Le Paralimpiadi invernali di Milano-Cortina 2026 non rappresentano solo un grande evento sportivo, ma anche un’importante occasione per lasciare in eredità infrastrutture più accessibili e inclusive. Un obiettivo che ha guidato anche il lavoro del commissario per le opere paralimpiche Giuseppe Fasiol, impegnato nell’adeguamento delle strutture utilizzate durante i Giochi.
Dopo la conclusione delle Olimpiadi, alcune aree hanno richiesto interventi mirati per garantire la piena fruibilità agli atleti paralimpici con Simico (la società responsabile delle opere connesse ai Giochi) impegnata anche durante le Paralimpiadi.
In particolare il villaggio olimpico, progettato fin dall’inizio per accogliere anche gli sportivi con disabilità, ha necessitato solo di piccoli aggiustamenti.
“Il villaggio olimpico è stato realizzato in occasione delle Olimpiadi e la progettazione prevedeva già tutti gli accorgimenti necessari per ricevere anche gli atleti paralimpici – spiega Fasiol –. È stato però necessario intervenire negli ultimi giorni soprattutto a causa delle condizioni meteo”.
Le temperature e lo scioglimento del ghiaccio hanno infatti creato alcune criticità nei percorsi esterni. “Le condizioni meteo hanno eliminato il ghiaccio e creato alcuni gap e difficoltà di percorso – prosegue il commissario –. Per questo nell’ultima settimana siamo intervenuti per garantire la migliore accessibilità possibile a tutti gli atleti paralimpici e a tutta la famiglia olimpica”.
Uno dei lavori più importanti ha riguardato lo stadio del curling, completamente rinnovato proprio in vista dei Giochi. “Lo stadio olimpico è stato oggetto di una profonda ristrutturazione – sottolinea Fasiol –. Oggi è completamente accessibile: ci sono ascensori che portano agli anelli superiori per gli spettatori, gli accessi sono stati rifatti con servizi accessibili e abbiamo curato in modo particolare le rampe di accesso al field of play”.
Le rampe sono state progettate rispettando la pendenza del 5% richiesta dal Comitato Paralimpico Internazionale e con tutte le soluzioni necessarie per le persone a ridotta mobilità. “Credo che oggi sia uno degli stadi per il curling, ma anche per altri sport invernali, più accessibili che possiamo avere, sicuramente a livello nazionale e probabilmente anche a livello europeo”.
Tra gli interventi più simbolici legati alle Paralimpiadi c’è poi quello che riguarda l’Arena di Verona, teatro della cerimonia inaugurale.
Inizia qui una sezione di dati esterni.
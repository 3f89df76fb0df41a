use borsh::{BorshDeserialize, BorshSerialize};
use solana_program::{clock::UnixTimestamp, log::sol_log_data, msg, pubkey::Pubkey};

/// Notifications produced by lottery transitions.
///
/// Each event is logged twice: once as a readable `msg!` line and once as a
/// `sol_log_data` record holding its Borsh encoding, which is what indexers decode.
#[derive(BorshSerialize, BorshDeserialize, Clone, Debug, PartialEq, Eq)]
pub enum LotteryEvent {
    /// A ticket was bought
    Entered { player: Pubkey, amount: u64 },
    /// Entries closed and randomness was requested for the round
    RequestedRandomness { request_id: u64 },
    /// The coordinator accepted a request; the off-chain oracle listens for this
    RandomWordsRequested {
        request_id: u64,
        gas_lane: [u8; 32],
        subscription_id: u64,
        request_confirmations: u16,
        callback_gas_limit: u32,
        num_words: u32,
    },
    /// The round was settled and the prize paid
    WinnerPicked {
        winner: Pubkey,
        prize: u64,
        request_id: u64,
        timestamp: UnixTimestamp,
    },
}

impl LotteryEvent {
    pub fn emit(&self) {
        match self {
            LotteryEvent::Entered { player, amount } => {
                msg!("Entered: player={}, amount={}", player, amount);
            }
            LotteryEvent::RequestedRandomness { request_id } => {
                msg!("RequestedRandomness: request_id={}", request_id);
            }
            LotteryEvent::RandomWordsRequested {
                request_id,
                subscription_id,
                request_confirmations,
                callback_gas_limit,
                num_words,
                ..
            } => {
                msg!(
                    "RandomWordsRequested: request_id={}, subscription={}, confirmations={}, gas_limit={}, words={}",
                    request_id,
                    subscription_id,
                    request_confirmations,
                    callback_gas_limit,
                    num_words
                );
            }
            LotteryEvent::WinnerPicked {
                winner,
                prize,
                request_id,
                timestamp,
            } => {
                msg!(
                    "WinnerPicked: winner={}, prize={}, request_id={}, at={}",
                    winner,
                    prize,
                    request_id,
                    timestamp
                );
            }
        }

        if let Ok(data) = self.try_to_vec() {
            sol_log_data(&[data.as_slice()]);
        }
    }
}

pub fn emit_all(events: &[LotteryEvent]) {
    for event in events {
        event.emit();
    }
}
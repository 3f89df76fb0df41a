// Automated lottery program
// Tickets are bought while the round is open; once the interval has passed anyone can
// close the round, and the oracle's random word picks the player who takes the pot.

pub mod error;
pub mod events;
pub mod instruction;
pub mod ledger;
pub mod lottery;
pub mod processor;
pub mod state;
pub mod upkeep;
pub mod utils;
pub mod vrf;

#[cfg(not(feature = "no-entrypoint"))]
mod entrypoint;

use solana_program::{account_info::AccountInfo, entrypoint::ProgramResult, pubkey::Pubkey};

pub fn process_instruction(
    program_id: &Pubkey,
    accounts: &[AccountInfo],
    instruction_data: &[u8],
) -> ProgramResult {
    processor::Processor::process(program_id, accounts, instruction_data)
}
use arrayref::{array_mut_ref, array_ref, array_refs, mut_array_refs};
use borsh::{BorshDeserialize, BorshSerialize};
use solana_program::{
    clock::UnixTimestamp,
    program_error::ProgramError,
    program_pack::{IsInitialized, Pack, Sealed},
    pubkey::Pubkey,
};
use std::convert::TryFrom;

/// Maximum number of tickets a single round can hold
pub const MAX_PLAYERS: usize = 256;

const PLAYERS_BYTES: usize = MAX_PLAYERS * 32;
const ROUND_HEADER_LEN: usize = 72;

/// Status of the active round
#[derive(Clone, Copy, Debug, PartialEq, Eq)]
pub enum LotteryState {
    /// Round accepts entries
    Open,
    /// Entries are closed, waiting for the oracle to deliver randomness
    Calculating,
}

impl TryFrom<u8> for LotteryState {
    type Error = ProgramError;

    fn try_from(val: u8) -> Result<Self, Self::Error> {
        match val {
            0 => Ok(LotteryState::Open),
            1 => Ok(LotteryState::Calculating),
            _ => Err(ProgramError::InvalidAccountData),
        }
    }
}

impl From<LotteryState> for u8 {
    fn from(state: LotteryState) -> Self {
        match state {
            LotteryState::Open => 0,
            LotteryState::Calculating => 1,
        }
    }
}

/// Arguments of a lottery deployment
#[derive(BorshSerialize, BorshDeserialize, Clone, Debug, PartialEq, Eq)]
pub struct LotteryParams {
    /// Minimum deposit per ticket in lamports
    pub entrance_fee: u64,
    /// Seconds between settlements
    pub interval: u64,
    /// Oracle key lane the randomness is requested on
    pub gas_lane: [u8; 32],
    pub subscription_id: u64,
    pub callback_gas_limit: u32,
    /// Key allowed to deliver randomness fulfillments, must be set before initializing
    pub oracle: Pubkey,
}

impl Default for LotteryParams {
    fn default() -> Self {
        // 0xd89b2bf150e3b9e13446986e571fb9cab24b13cea0a43ea20a6049a85cc807cc
        let gas_lane = [
            0xd8, 0x9b, 0x2b, 0xf1, 0x50, 0xe3, 0xb9, 0xe1, 0x34, 0x46, 0x98, 0x6e, 0x57, 0x1f,
            0xb9, 0xca, 0xb2, 0x4b, 0x13, 0xce, 0xa0, 0xa4, 0x3e, 0xa2, 0x0a, 0x60, 0x49, 0xa8,
            0x5c, 0xc8, 0x07, 0xcc,
        ];

        Self {
            entrance_fee: 10_000_000, // 0.01 SOL
            interval: 30,
            gas_lane,
            subscription_id: 1,
            callback_gas_limit: 500_000,
            oracle: Pubkey::default(),
        }
    }
}

/// Per-deployment configuration, written once at initialization
#[derive(Debug, Clone, Copy, PartialEq, Eq)]
pub struct Config {
    pub is_initialized: bool,
    /// Account that paid for the deployment
    pub authority: Pubkey,
    pub entrance_fee: u64,
    pub interval: u64,
    pub gas_lane: [u8; 32],
    pub subscription_id: u64,
    pub callback_gas_limit: u32,
}

impl Config {
    pub fn new(authority: Pubkey, params: &LotteryParams) -> Self {
        Self {
            is_initialized: true,
            authority,
            entrance_fee: params.entrance_fee,
            interval: params.interval,
            gas_lane: params.gas_lane,
            subscription_id: params.subscription_id,
            callback_gas_limit: params.callback_gas_limit,
        }
    }

    pub fn entrance_fee(&self) -> u64 {
        self.entrance_fee
    }

    pub fn interval(&self) -> u64 {
        self.interval
    }
}

/// Last settled winner
#[derive(Debug, Clone, Copy, PartialEq, Eq)]
pub struct WinnerRecord {
    pub winner: Pubkey,
    pub timestamp: UnixTimestamp,
}

/// The active lottery round. The round PDA also holds the escrowed deposits.
#[derive(Debug, Clone, PartialEq, Eq)]
pub struct Round {
    pub is_initialized: bool,
    pub state: LotteryState,
    /// Time the previous round was settled (or the lottery was created)
    pub last_timestamp: UnixTimestamp,
    /// Set iff `state == Calculating`
    pub pending_request_id: Option<u64>,
    pub recent_winner: Option<WinnerRecord>,
    pub rounds_settled: u64,
    /// One entry per ticket, in entry order
    pub players: Vec<Pubkey>,
}

impl Round {
    pub fn new(now: UnixTimestamp) -> Self {
        Self {
            is_initialized: true,
            state: LotteryState::Open,
            last_timestamp: now,
            pending_request_id: None,
            recent_winner: None,
            rounds_settled: 0,
            players: Vec::new(),
        }
    }

    pub fn state(&self) -> LotteryState {
        self.state
    }

    pub fn number_of_players(&self) -> usize {
        self.players.len()
    }

    pub fn player(&self, index: usize) -> Option<&Pubkey> {
        self.players.get(index)
    }

    pub fn latest_timestamp(&self) -> UnixTimestamp {
        self.last_timestamp
    }

    pub fn recent_winner(&self) -> Option<&WinnerRecord> {
        self.recent_winner.as_ref()
    }

    pub fn pending_request_id(&self) -> Option<u64> {
        self.pending_request_id
    }

    pub fn rounds_settled(&self) -> u64 {
        self.rounds_settled
    }
}

/// On-chain side of the randomness oracle
#[derive(Debug, Clone, Copy, PartialEq, Eq)]
pub struct Coordinator {
    pub is_initialized: bool,
    /// Signer of fulfillments
    pub oracle: Pubkey,
    pub subscription_id: u64,
    /// Id handed to the next randomness request, starts at 1
    pub next_request_id: u64,
}

impl Coordinator {
    pub fn new(oracle: Pubkey, subscription_id: u64) -> Self {
        Self {
            is_initialized: true,
            oracle,
            subscription_id,
            next_request_id: 1,
        }
    }
}

impl Sealed for Config {}
impl Sealed for Round {}
impl Sealed for Coordinator {}

impl IsInitialized for Config {
    fn is_initialized(&self) -> bool {
        self.is_initialized
    }
}

impl IsInitialized for Round {
    fn is_initialized(&self) -> bool {
        self.is_initialized
    }
}

impl IsInitialized for Coordinator {
    fn is_initialized(&self) -> bool {
        self.is_initialized
    }
}

impl Pack for Config {
    const LEN: usize = 1 + 32 + 8 + 8 + 32 + 8 + 4;

    fn unpack_from_slice(src: &[u8]) -> Result<Self, ProgramError> {
        let src = array_ref![src, 0, Config::LEN];
        let (
            is_initialized,
            authority,
            entrance_fee,
            interval,
            gas_lane,
            subscription_id,
            callback_gas_limit,
        ) = array_refs![src, 1, 32, 8, 8, 32, 8, 4];

        Ok(Config {
            is_initialized: unpack_bool(is_initialized)?,
            authority: Pubkey::new_from_array(*authority),
            entrance_fee: u64::from_le_bytes(*entrance_fee),
            interval: u64::from_le_bytes(*interval),
            gas_lane: *gas_lane,
            subscription_id: u64::from_le_bytes(*subscription_id),
            callback_gas_limit: u32::from_le_bytes(*callback_gas_limit),
        })
    }

    fn pack_into_slice(&self, dst: &mut [u8]) {
        let dst = array_mut_ref![dst, 0, Config::LEN];
        let (
            is_initialized_dst,
            authority_dst,
            entrance_fee_dst,
            interval_dst,
            gas_lane_dst,
            subscription_id_dst,
            callback_gas_limit_dst,
        ) = mut_array_refs![dst, 1, 32, 8, 8, 32, 8, 4];

        is_initialized_dst[0] = self.is_initialized as u8;
        authority_dst.copy_from_slice(self.authority.as_ref());
        *entrance_fee_dst = self.entrance_fee.to_le_bytes();
        *interval_dst = self.interval.to_le_bytes();
        *gas_lane_dst = self.gas_lane;
        *subscription_id_dst = self.subscription_id.to_le_bytes();
        *callback_gas_limit_dst = self.callback_gas_limit.to_le_bytes();
    }
}

impl Pack for Round {
    const LEN: usize = ROUND_HEADER_LEN + PLAYERS_BYTES;

    fn unpack_from_slice(src: &[u8]) -> Result<Self, ProgramError> {
        let src = array_ref![src, 0, Round::LEN];
        let (header, players_src) = array_refs![src, ROUND_HEADER_LEN, PLAYERS_BYTES];
        let (
            is_initialized,
            state,
            last_timestamp,
            has_pending,
            pending_request_id,
            has_winner,
            winner,
            winner_timestamp,
            rounds_settled,
            players_len,
        ) = array_refs![header, 1, 1, 8, 1, 8, 1, 32, 8, 8, 4];

        let players_len = u32::from_le_bytes(*players_len) as usize;
        if players_len > MAX_PLAYERS {
            return Err(ProgramError::InvalidAccountData);
        }
        let players = players_src
            .chunks_exact(32)
            .take(players_len)
            .map(|chunk| {
                let mut key = [0u8; 32];
                key.copy_from_slice(chunk);
                Pubkey::new_from_array(key)
            })
            .collect();

        let pending_request_id = if unpack_bool(has_pending)? {
            Some(u64::from_le_bytes(*pending_request_id))
        } else {
            None
        };
        let recent_winner = if unpack_bool(has_winner)? {
            Some(WinnerRecord {
                winner: Pubkey::new_from_array(*winner),
                timestamp: UnixTimestamp::from_le_bytes(*winner_timestamp),
            })
        } else {
            None
        };

        Ok(Round {
            is_initialized: unpack_bool(is_initialized)?,
            state: LotteryState::try_from(state[0])?,
            last_timestamp: UnixTimestamp::from_le_bytes(*last_timestamp),
            pending_request_id,
            recent_winner,
            rounds_settled: u64::from_le_bytes(*rounds_settled),
            players,
        })
    }

    fn pack_into_slice(&self, dst: &mut [u8]) {
        let dst = array_mut_ref![dst, 0, Round::LEN];
        let (header_dst, players_dst) = mut_array_refs![dst, ROUND_HEADER_LEN, PLAYERS_BYTES];
        let (
            is_initialized_dst,
            state_dst,
            last_timestamp_dst,
            has_pending_dst,
            pending_request_id_dst,
            has_winner_dst,
            winner_dst,
            winner_timestamp_dst,
            rounds_settled_dst,
            players_len_dst,
        ) = mut_array_refs![header_dst, 1, 1, 8, 1, 8, 1, 32, 8, 8, 4];

        is_initialized_dst[0] = self.is_initialized as u8;
        state_dst[0] = self.state.into();
        *last_timestamp_dst = self.last_timestamp.to_le_bytes();

        has_pending_dst[0] = self.pending_request_id.is_some() as u8;
        *pending_request_id_dst = self.pending_request_id.unwrap_or_default().to_le_bytes();

        match self.recent_winner {
            Some(record) => {
                has_winner_dst[0] = 1;
                winner_dst.copy_from_slice(record.winner.as_ref());
                *winner_timestamp_dst = record.timestamp.to_le_bytes();
            }
            None => {
                has_winner_dst[0] = 0;
                winner_dst.fill(0);
                *winner_timestamp_dst = [0; 8];
            }
        }

        *rounds_settled_dst = self.rounds_settled.to_le_bytes();

        debug_assert!(self.players.len() <= MAX_PLAYERS);
        *players_len_dst = (self.players.len() as u32).to_le_bytes();
        players_dst.fill(0);
        for (slot, player) in players_dst.chunks_exact_mut(32).zip(&self.players) {
            slot.copy_from_slice(player.as_ref());
        }
    }
}

impl Pack for Coordinator {
    const LEN: usize = 1 + 32 + 8 + 8;

    fn unpack_from_slice(src: &[u8]) -> Result<Self, ProgramError> {
        let src = array_ref![src, 0, Coordinator::LEN];
        let (is_initialized, oracle, subscription_id, next_request_id) =
            array_refs![src, 1, 32, 8, 8];

        Ok(Coordinator {
            is_initialized: unpack_bool(is_initialized)?,
            oracle: Pubkey::new_from_array(*oracle),
            subscription_id: u64::from_le_bytes(*subscription_id),
            next_request_id: u64::from_le_bytes(*next_request_id),
        })
    }

    fn pack_into_slice(&self, dst: &mut [u8]) {
        let dst = array_mut_ref![dst, 0, Coordinator::LEN];
        let (is_initialized_dst, oracle_dst, subscription_id_dst, next_request_id_dst) =
            mut_array_refs![dst, 1, 32, 8, 8];

        is_initialized_dst[0] = self.is_initialized as u8;
        oracle_dst.copy_from_slice(self.oracle.as_ref());
        *subscription_id_dst = self.subscription_id.to_le_bytes();
        *next_request_id_dst = self.next_request_id.to_le_bytes();
    }
}

fn unpack_bool(src: &[u8; 1]) -> Result<bool, ProgramError> {
    match src {
        [0] => Ok(false),
        [1] => Ok(true),
        _ => Err(ProgramError::InvalidAccountData),
    }
}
Un monumento di oltre duemila anni che, proprio in occasione dei Giochi, è stato reso più accessibile.
“Questa è stata una delle cose più evidenti che abbiamo voluto dimostrare al mondo: riuscire a rendere accessibile un monumento storico di oltre duemila anni – spiega Fasiol –. Alcuni interventi erano già stati completati e lo si è visto durante la cerimonia inaugurale, quando le persone con disabilità motoria hanno potuto accedere alla platea”.
Altri lavori saranno completati nei prossimi mesi, tra cui l’installazione di un ascensore che permetterà alle persone con disabilità di raggiungere il primo livello dell’Arena e ammirarla anche dall’alto. Sono stati inoltre realizzati nuovi servizi igienici accessibili all’interno del monumento.
Interventi resi possibili anche grazie alla collaborazione con la Soprintendenza. “La disponibilità della Soprintendenza è stata fondamentale – conclude Fasiol – perché ha compreso la necessità di trovare soluzioni che rispettassero il monumento storico ma che favorissero davvero accessibilità e inclusione”.
Un impegno che, secondo il commissario, ha trovato la sua conferma proprio durante la cerimonia inaugurale. “La cosa più bella è stata vedere ieri sera l’espressione di stupore di molti atleti entrando in Arena”.